Open relationships, ethical non-monogamy, consensual non-monogamy (and the names go on) are far from the usual monogamous relationships where you choose to settle with one particular person. It’s a relationship style that involves being sexually and/or romantically connected to more than one person. The keyword is ‘ethical,’ which means everyone involved agrees, understands, and consents to be involved and responsible in this relationship style.
However, before you decide to jump into one, do understand that there are different dynamics and ways to practice an open relationship. A few different forms of ethical non-monogamy include:
Polyamory: Being in more than one romantic relationship at a time.
Open relationship: Deciding to be sexual with different people.
Swinging relationship: When couples decide to engage in different types of “partner swapping.”

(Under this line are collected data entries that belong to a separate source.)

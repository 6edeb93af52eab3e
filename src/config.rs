//! Workflow configuration parser
//!
//! Parses `forgeflow.toml` into API settings and the fixed request bodies
//! for the repository, issue and comment steps.

use std::path::Path;
use std::time::Duration;

use anyhow::{bail, Context, Result};
use reqwest::Url;
use serde::{Deserialize, Serialize};

use crate::remote::{Credentials, DEFAULT_USER_AGENT};

/// API connection settings
#[derive(Clone, Serialize, Deserialize, PartialEq, Eq)]
pub struct ApiConfig {
    /// Base URL of the REST API, e.g. `https://api.github.com/`
    pub base_url: String,
    /// Personal access token. Left empty, the token is read from `token_env`.
    #[serde(default)]
    pub token: String,
    /// Environment variable holding the token (default: `GITHUB_TOKEN`)
    #[serde(default = "default_token_env")]
    pub token_env: String,
    /// `User-Agent` override
    #[serde(default, skip_serializing_if = "Option::is_none")]
    pub user_agent: Option<String>,
    /// Whole-request timeout in seconds (default: 30)
    #[serde(default = "default_timeout_secs")]
    pub timeout_secs: u64,
}

impl std::fmt::Debug for ApiConfig {
    fn fmt(&self, f: &mut std::fmt::Formatter<'_>) -> std::fmt::Result {
        let token = if self.token.is_empty() { "" } else { "<redacted>" };
        f.debug_struct("ApiConfig")
            .field("base_url", &self.base_url)
            .field("token", &token)
            .field("token_env", &self.token_env)
            .field("user_agent", &self.user_agent)
            .field("timeout_secs", &self.timeout_secs)
            .finish()
    }
}

fn default_token_env() -> String {
    "GITHUB_TOKEN".to_string()
}

const fn default_timeout_secs() -> u64 {
    30
}

/// Body of the repository-creation request
#[derive(Debug, Clone, Serialize, Deserialize, PartialEq, Eq)]
pub struct RepositoryConfig {
    /// Repository name
    pub name: String,
    /// Repository description
    #[serde(default)]
    pub description: String,
    /// Whether the repository is private
    #[serde(default)]
    pub private: bool,
}

impl Default for RepositoryConfig {
    fn default() -> Self {
        Self {
            name: "New Repository".to_string(),
            description: "My new repository created via API".to_string(),
            private: false,
        }
    }
}

/// Body of the issue-creation request
#[derive(Debug, Clone, Serialize, Deserialize, PartialEq, Eq)]
pub struct IssueConfig {
    /// Issue title
    pub title: String,
    /// Issue body
    #[serde(default)]
    pub body: String,
}

impl Default for IssueConfig {
    fn default() -> Self {
        Self {
            title: "New Issue from API".to_string(),
            body: "This is an issue created via API.".to_string(),
        }
    }
}

/// Body of the comment request
#[derive(Debug, Clone, Serialize, Deserialize, PartialEq, Eq)]
pub struct CommentConfig {
    /// Comment text
    pub body: String,
}

impl Default for CommentConfig {
    fn default() -> Self {
        Self {
            body: "This is a comment added via API.".to_string(),
        }
    }
}

/// Top-level configuration parsed from `forgeflow.toml`
#[derive(Debug, Clone, Serialize, Deserialize, PartialEq, Eq)]
pub struct ForgeConfig {
    /// API connection settings
    pub api: ApiConfig,
    /// Repository to create
    #[serde(default)]
    pub repository: RepositoryConfig,
    /// Issue to open in the new repository
    #[serde(default)]
    pub issue: IssueConfig,
    /// Comment to add to the new issue
    #[serde(default)]
    pub comment: CommentConfig,
}

impl ForgeConfig {
    /// Parse a `forgeflow.toml` file from a path
    pub fn from_path<P: AsRef<Path>>(path: P) -> Result<Self> {
        let path = path.as_ref();
        let content = std::fs::read_to_string(path)
            .with_context(|| format!("Failed to read config file: {}", path.display()))?;
        Self::parse(&content)
    }

    /// Parse `forgeflow.toml` content from a string
    pub fn parse(content: &str) -> Result<Self> {
        let config: Self = toml::from_str(content).context("Failed to parse forgeflow.toml")?;
        config.validate()?;
        Ok(config)
    }

    /// Resolve credentials, reading the token from the process environment
    /// when the file leaves it empty.
    pub fn credentials(&self) -> Result<Credentials> {
        self.credentials_with(|name| std::env::var(name).ok())
    }

    /// Resolve credentials with a custom environment lookup
    pub fn credentials_with<F>(&self, lookup: F) -> Result<Credentials>
    where
        F: Fn(&str) -> Option<String>,
    {
        let token = if self.api.token.trim().is_empty() {
            lookup(&self.api.token_env).unwrap_or_default()
        } else {
            self.api.token.clone()
        };

        let token = token.trim();
        if token.is_empty() {
            bail!(
                "No API token: set 'token' under [api] or export {}",
                self.api.token_env
            );
        }

        Ok(Credentials::new(token, &self.api.base_url))
    }

    /// Request timeout
    #[must_use]
    pub const fn timeout(&self) -> Duration {
        Duration::from_secs(self.api.timeout_secs)
    }

    /// `User-Agent` to send, falling back to the crate default
    #[must_use]
    pub fn user_agent(&self) -> &str {
        self.api.user_agent.as_deref().unwrap_or(DEFAULT_USER_AGENT)
    }

    /// Validate the configuration
    fn validate(&self) -> Result<()> {
        validate_base_url(&self.api.base_url)?;

        if self.api.timeout_secs == 0 {
            bail!("timeout_secs must be greater than zero");
        }

        if self.api.token.trim().is_empty() && self.api.token_env.trim().is_empty() {
            bail!("Either 'token' or 'token_env' must be set under [api]");
        }

        if let Some(agent) = &self.api.user_agent {
            if agent.trim().is_empty() {
                bail!("user_agent cannot be empty when set");
            }
        }

        if self.repository.name.trim().is_empty() {
            bail!("Repository name cannot be empty");
        }

        if self.issue.title.trim().is_empty() {
            bail!("Issue title cannot be empty");
        }

        if self.comment.body.trim().is_empty() {
            bail!("Comment body cannot be empty");
        }

        Ok(())
    }
}

/// The base URL must be an absolute http(s) URL.
fn validate_base_url(base_url: &str) -> Result<()> {
    let url = Url::parse(base_url.trim())
        .with_context(|| format!("Invalid base_url '{base_url}'"))?;

    if !matches!(url.scheme(), "http" | "https") {
        bail!("Invalid base_url '{base_url}': scheme must be http or https");
    }

    if url.query().is_some() || url.fragment().is_some() {
        bail!("Invalid base_url '{base_url}': query strings and fragments are not allowed");
    }

    Ok(())
}

#[cfg(test)]
mod tests {
    use super::*;

    const VALID_CONFIG: &str = r#"
[api]
base_url = "https://ghe.example.com/api/v3"
token = "ghp_filetoken"
timeout_secs = 10

[repository]
name = "demo"
description = "Demo repository"
private = true

[issue]
title = "First issue"
body = "Tracking work"

[comment]
body = "Looking into it"
"#;

    const MINIMAL_CONFIG: &str = r#"
[api]
base_url = "https://api.github.com"
"#;

    /// Minimal config followed by extra TOML
    fn with_api(extra: &str) -> String {
        format!("{MINIMAL_CONFIG}{extra}")
    }

    #[test]
    fn test_parse_valid_config() {
        let config = ForgeConfig::parse(VALID_CONFIG).unwrap();

        assert_eq!(config.api.base_url, "https://ghe.example.com/api/v3");
        assert_eq!(config.api.timeout_secs, 10);
        assert_eq!(config.repository.name, "demo");
        assert!(config.repository.private);
        assert_eq!(config.issue.title, "First issue");
        assert_eq!(config.comment.body, "Looking into it");
    }

    #[test]
    fn test_minimal_config_uses_defaults() {
        let config = ForgeConfig::parse(MINIMAL_CONFIG).unwrap();

        assert_eq!(config.api.base_url, "https://api.github.com");
        assert_eq!(config.api.token_env, "GITHUB_TOKEN");
        assert_eq!(config.api.timeout_secs, 30);
        assert_eq!(config.repository.name, "New Repository");
        assert_eq!(
            config.repository.description,
            "My new repository created via API"
        );
        assert!(!config.repository.private);
        assert_eq!(config.issue.title, "New Issue from API");
        assert_eq!(config.issue.body, "This is an issue created via API.");
        assert_eq!(config.comment.body, "This is a comment added via API.");
    }

    #[test]
    fn test_reject_missing_api_section() {
        let err = ForgeConfig::parse(
            r#"
[repository]
name = "x"
"#,
        )
        .unwrap_err();
        let msg = format!("{err:?}");
        assert!(msg.contains("api"), "Expected missing [api] error, got: {msg}");
    }

    #[test]
    fn test_reject_missing_base_url() {
        let err = ForgeConfig::parse(
            r#"
[api]
token = "ghp_filetoken"
"#,
        )
        .unwrap_err();
        let msg = format!("{err:?}");
        assert!(
            msg.contains("base_url"),
            "Expected missing base_url error, got: {msg}"
        );
    }

    #[test]
    fn test_debug_redacts_token() {
        let config = ForgeConfig::parse(VALID_CONFIG).unwrap();
        let debug = format!("{config:?}");
        assert!(!debug.contains("ghp_filetoken"), "token leaked: {debug}");
        assert!(debug.contains("<redacted>"));
        assert!(debug.contains("https://ghe.example.com/api/v3"));
    }

    #[test]
    fn test_credentials_normalize_base_url() {
        let config = ForgeConfig::parse(VALID_CONFIG).unwrap();
        let creds = config.credentials_with(|_| None).unwrap();

        assert_eq!(creds.token(), "ghp_filetoken");
        assert_eq!(creds.base_url(), "https://ghe.example.com/api/v3/");
    }

    #[test]
    fn test_token_falls_back_to_environment() {
        let config = ForgeConfig::parse(
            r#"
[api]
base_url = "https://api.github.com/"
token_env = "FORGE_TOKEN"
"#,
        )
        .unwrap();
        let creds = config
            .credentials_with(|name| (name == "FORGE_TOKEN").then(|| "ghp_envtoken".to_string()))
            .unwrap();

        assert_eq!(creds.token(), "ghp_envtoken");
    }

    #[test]
    fn test_file_token_wins_over_environment() {
        let config = ForgeConfig::parse(VALID_CONFIG).unwrap();
        let creds = config
            .credentials_with(|_| Some("ghp_envtoken".to_string()))
            .unwrap();

        assert_eq!(creds.token(), "ghp_filetoken");
    }

    #[test]
    fn test_missing_token_is_an_error() {
        let config = ForgeConfig::parse(MINIMAL_CONFIG).unwrap();
        let err = config.credentials_with(|_| None).unwrap_err();
        assert!(
            err.to_string().contains("GITHUB_TOKEN"),
            "Expected env var name in error, got: {err}"
        );
    }

    #[test]
    fn test_whitespace_token_is_an_error() {
        let config = ForgeConfig::parse(MINIMAL_CONFIG).unwrap();
        assert!(config
            .credentials_with(|_| Some("   ".to_string()))
            .is_err());
    }

    #[test]
    fn test_reject_non_http_base_url() {
        let err = ForgeConfig::parse(
            r#"
[api]
base_url = "ftp://example.com/"
"#,
        )
        .unwrap_err();
        assert!(
            err.to_string().contains("scheme"),
            "Expected scheme error, got: {err}"
        );
    }

    #[test]
    fn test_reject_relative_base_url() {
        let err = ForgeConfig::parse(
            r#"
[api]
base_url = "api/v3"
"#,
        )
        .unwrap_err();
        assert!(err.to_string().contains("Invalid base_url"));
    }

    #[test]
    fn test_reject_base_url_with_query() {
        let err = ForgeConfig::parse(
            r#"
[api]
base_url = "https://api.github.com/?per_page=1"
"#,
        )
        .unwrap_err();
        assert!(err.to_string().contains("query"));
    }

    #[test]
    fn test_reject_zero_timeout() {
        let err = ForgeConfig::parse(
            r#"
[api]
base_url = "https://api.github.com/"
timeout_secs = 0
"#,
        )
        .unwrap_err();
        assert!(err.to_string().contains("timeout_secs"));
    }

    #[test]
    fn test_reject_empty_repository_name() {
        let err = ForgeConfig::parse(&with_api(
            r#"
[repository]
name = "  "
"#,
        ))
        .unwrap_err();
        assert!(err.to_string().contains("Repository name"));
    }

    #[test]
    fn test_reject_empty_issue_title() {
        let err = ForgeConfig::parse(&with_api(
            r#"
[issue]
title = ""
"#,
        ))
        .unwrap_err();
        assert!(err.to_string().contains("Issue title"));
    }

    #[test]
    fn test_reject_missing_required_section_field() {
        let err = ForgeConfig::parse(&with_api(
            r#"
[comment]
"#,
        ))
        .unwrap_err();
        let msg = format!("{err:?}");
        assert!(
            msg.contains("missing field") || msg.contains("Failed to parse"),
            "Expected parse error for missing fields, got: {msg}"
        );
    }

    #[test]
    fn test_reject_invalid_toml() {
        let err = ForgeConfig::parse("not valid toml {{{").unwrap_err();
        assert!(err.to_string().contains("Failed to parse"));
    }

    #[test]
    fn test_user_agent_default_and_override() {
        let config = ForgeConfig::parse(MINIMAL_CONFIG).unwrap();
        assert_eq!(config.user_agent(), DEFAULT_USER_AGENT);

        let config = ForgeConfig::parse(
            r#"
[api]
base_url = "https://api.github.com/"
user_agent = "acme-bot/2.0"
"#,
        )
        .unwrap();
        assert_eq!(config.user_agent(), "acme-bot/2.0");
    }

    #[test]
    fn test_timeout_duration() {
        let config = ForgeConfig::parse(VALID_CONFIG).unwrap();
        assert_eq!(config.timeout(), Duration::from_secs(10));
    }

    #[test]
    fn test_from_path_missing_file() {
        let err = ForgeConfig::from_path("/nonexistent/forgeflow.toml").unwrap_err();
        assert!(err.to_string().contains("Failed to read"));
    }

    #[test]
    fn test_from_path_valid_file() {
        let temp_dir = tempfile::TempDir::new().unwrap();
        let config_path = temp_dir.path().join("forgeflow.toml");
        std::fs::write(&config_path, VALID_CONFIG).unwrap();

        let config = ForgeConfig::from_path(&config_path).unwrap();
        assert_eq!(config.repository.name, "demo");
    }

    #[test]
    fn test_multiline_issue_body() {
        let config = ForgeConfig::parse(&with_api(
            r#"
[issue]
title = "Multi"
body = """
Line one.
Line two.
"""
"#,
        ))
        .unwrap();
        assert!(config.issue.body.contains("Line one."));
        assert!(config.issue.body.contains("Line two."));
    }
}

That’s right kids – swinging didn’t stop in the rock n roll era. It’s still very much alive. So whether or not this sounds crazy or delightful to you, we want to know… can this work for everyone? Ethical non-monogamy does not mean a couple is being careless, or that they just get to do whatever they want. In fact, it often requires more work, more communication, and more understanding when these other dynamics are introduced. Understand that it’s not a quick fix or solution to those who are not totally ready to consent, are not comfortable with the idea, or don’t have a solid foundation and are looking for a quick fix.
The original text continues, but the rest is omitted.